• RECORD EXCERPTS:
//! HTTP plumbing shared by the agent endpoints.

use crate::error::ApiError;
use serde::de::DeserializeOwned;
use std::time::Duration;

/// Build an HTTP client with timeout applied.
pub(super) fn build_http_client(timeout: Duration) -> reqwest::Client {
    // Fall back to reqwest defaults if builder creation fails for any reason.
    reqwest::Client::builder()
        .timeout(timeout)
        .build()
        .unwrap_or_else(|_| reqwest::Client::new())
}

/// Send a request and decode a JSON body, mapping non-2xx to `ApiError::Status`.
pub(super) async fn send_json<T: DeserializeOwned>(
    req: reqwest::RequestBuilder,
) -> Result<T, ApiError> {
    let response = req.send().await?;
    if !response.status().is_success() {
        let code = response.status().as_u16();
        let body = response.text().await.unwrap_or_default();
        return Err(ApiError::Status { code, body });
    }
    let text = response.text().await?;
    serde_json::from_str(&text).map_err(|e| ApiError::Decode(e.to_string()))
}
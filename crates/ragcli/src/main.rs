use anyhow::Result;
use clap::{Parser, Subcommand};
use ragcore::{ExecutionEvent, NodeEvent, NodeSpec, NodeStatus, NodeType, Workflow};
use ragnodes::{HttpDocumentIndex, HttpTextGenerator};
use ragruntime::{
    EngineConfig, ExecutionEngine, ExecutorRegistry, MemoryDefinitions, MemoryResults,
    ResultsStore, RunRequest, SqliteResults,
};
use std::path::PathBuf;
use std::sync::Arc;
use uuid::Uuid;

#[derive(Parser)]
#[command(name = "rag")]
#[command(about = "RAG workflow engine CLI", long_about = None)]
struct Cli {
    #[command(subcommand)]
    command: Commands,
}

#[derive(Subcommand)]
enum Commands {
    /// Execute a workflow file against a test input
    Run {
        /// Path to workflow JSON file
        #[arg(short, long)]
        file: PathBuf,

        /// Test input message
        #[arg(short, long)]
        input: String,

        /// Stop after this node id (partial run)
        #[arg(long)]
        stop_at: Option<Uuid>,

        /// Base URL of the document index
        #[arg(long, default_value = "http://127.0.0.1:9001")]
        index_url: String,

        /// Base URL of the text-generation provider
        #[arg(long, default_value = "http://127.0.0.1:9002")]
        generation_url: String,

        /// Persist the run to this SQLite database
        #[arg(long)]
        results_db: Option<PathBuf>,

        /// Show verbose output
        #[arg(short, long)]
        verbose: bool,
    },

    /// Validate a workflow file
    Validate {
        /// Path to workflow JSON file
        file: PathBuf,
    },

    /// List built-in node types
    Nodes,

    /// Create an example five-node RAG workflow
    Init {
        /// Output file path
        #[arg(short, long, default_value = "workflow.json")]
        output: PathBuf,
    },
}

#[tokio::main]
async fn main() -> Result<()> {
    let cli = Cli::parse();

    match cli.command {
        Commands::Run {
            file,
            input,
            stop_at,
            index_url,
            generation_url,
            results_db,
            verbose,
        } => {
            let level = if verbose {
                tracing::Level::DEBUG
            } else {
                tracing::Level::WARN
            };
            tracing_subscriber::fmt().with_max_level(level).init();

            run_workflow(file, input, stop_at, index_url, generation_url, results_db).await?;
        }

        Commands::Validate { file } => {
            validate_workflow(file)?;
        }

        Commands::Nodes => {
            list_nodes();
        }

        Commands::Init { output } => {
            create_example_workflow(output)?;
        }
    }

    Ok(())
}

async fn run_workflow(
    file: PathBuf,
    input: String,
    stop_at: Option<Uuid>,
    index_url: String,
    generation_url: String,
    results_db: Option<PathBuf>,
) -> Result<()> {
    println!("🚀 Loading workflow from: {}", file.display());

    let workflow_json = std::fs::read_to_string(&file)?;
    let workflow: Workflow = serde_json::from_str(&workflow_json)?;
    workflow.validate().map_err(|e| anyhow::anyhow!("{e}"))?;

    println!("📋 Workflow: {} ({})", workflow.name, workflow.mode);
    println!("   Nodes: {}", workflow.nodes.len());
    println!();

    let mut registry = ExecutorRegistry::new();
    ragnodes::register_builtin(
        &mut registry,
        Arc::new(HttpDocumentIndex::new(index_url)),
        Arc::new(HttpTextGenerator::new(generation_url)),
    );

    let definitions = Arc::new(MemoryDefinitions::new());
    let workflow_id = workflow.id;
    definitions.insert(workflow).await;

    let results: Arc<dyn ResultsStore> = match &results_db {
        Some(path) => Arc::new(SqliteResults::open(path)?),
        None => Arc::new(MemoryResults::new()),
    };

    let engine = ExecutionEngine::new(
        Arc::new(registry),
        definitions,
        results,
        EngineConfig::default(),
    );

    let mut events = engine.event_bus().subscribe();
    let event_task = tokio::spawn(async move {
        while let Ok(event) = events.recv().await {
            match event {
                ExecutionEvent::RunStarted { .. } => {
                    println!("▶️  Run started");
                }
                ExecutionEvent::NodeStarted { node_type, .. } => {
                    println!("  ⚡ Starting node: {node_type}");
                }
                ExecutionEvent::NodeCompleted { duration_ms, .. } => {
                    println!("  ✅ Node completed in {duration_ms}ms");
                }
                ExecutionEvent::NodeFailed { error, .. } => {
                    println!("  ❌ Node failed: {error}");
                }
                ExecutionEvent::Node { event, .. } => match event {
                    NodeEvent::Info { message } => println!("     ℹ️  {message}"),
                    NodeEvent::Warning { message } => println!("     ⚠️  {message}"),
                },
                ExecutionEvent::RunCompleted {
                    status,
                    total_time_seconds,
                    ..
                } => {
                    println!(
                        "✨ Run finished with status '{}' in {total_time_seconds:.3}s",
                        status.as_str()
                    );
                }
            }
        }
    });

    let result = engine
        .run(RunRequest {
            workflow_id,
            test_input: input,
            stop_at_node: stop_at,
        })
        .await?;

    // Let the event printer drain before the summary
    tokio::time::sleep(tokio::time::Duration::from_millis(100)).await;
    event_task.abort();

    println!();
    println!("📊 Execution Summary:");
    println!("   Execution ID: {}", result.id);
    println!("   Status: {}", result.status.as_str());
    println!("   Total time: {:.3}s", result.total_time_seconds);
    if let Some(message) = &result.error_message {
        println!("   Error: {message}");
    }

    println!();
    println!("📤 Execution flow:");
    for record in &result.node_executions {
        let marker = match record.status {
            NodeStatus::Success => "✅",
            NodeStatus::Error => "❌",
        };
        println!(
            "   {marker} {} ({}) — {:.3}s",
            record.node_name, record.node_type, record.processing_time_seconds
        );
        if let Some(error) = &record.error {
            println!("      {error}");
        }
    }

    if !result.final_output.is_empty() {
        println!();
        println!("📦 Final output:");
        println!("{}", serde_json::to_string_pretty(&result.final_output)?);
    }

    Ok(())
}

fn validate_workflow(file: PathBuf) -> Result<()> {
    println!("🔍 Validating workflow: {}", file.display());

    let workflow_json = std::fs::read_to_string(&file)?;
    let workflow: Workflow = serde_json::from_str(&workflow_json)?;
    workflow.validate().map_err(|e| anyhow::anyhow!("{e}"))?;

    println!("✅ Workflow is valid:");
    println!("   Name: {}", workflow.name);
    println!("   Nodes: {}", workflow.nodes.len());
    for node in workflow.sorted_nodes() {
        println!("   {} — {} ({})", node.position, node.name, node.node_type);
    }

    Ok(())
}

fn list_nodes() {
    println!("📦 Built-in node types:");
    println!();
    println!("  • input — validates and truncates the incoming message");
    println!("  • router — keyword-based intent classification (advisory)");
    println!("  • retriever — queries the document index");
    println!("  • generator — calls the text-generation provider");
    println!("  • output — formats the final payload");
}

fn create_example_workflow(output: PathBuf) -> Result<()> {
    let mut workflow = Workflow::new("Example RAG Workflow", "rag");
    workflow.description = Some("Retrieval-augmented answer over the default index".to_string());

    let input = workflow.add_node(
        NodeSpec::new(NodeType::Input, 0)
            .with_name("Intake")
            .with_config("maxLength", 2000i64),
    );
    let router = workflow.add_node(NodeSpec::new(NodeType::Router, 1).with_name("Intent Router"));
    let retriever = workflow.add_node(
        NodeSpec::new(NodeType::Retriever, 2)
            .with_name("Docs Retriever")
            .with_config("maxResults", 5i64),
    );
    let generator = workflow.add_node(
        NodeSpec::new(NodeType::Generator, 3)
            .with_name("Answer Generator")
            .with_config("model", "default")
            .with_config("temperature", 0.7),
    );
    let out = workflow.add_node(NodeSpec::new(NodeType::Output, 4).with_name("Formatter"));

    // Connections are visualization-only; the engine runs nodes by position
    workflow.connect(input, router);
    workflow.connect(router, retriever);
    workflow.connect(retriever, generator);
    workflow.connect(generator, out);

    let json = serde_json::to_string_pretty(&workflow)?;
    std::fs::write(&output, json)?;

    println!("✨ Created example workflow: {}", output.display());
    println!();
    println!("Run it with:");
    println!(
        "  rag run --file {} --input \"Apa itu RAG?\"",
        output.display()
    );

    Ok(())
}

• TASK ITEM:
Go through the records above and return every line that holds the string "MemoryDefinitions".

• TASK ANSWER:
    EngineConfig, ExecutionEngine, ExecutorRegistry, MemoryDefinitions, MemoryResults,
    let definitions = Arc::new(MemoryDefinitions::new());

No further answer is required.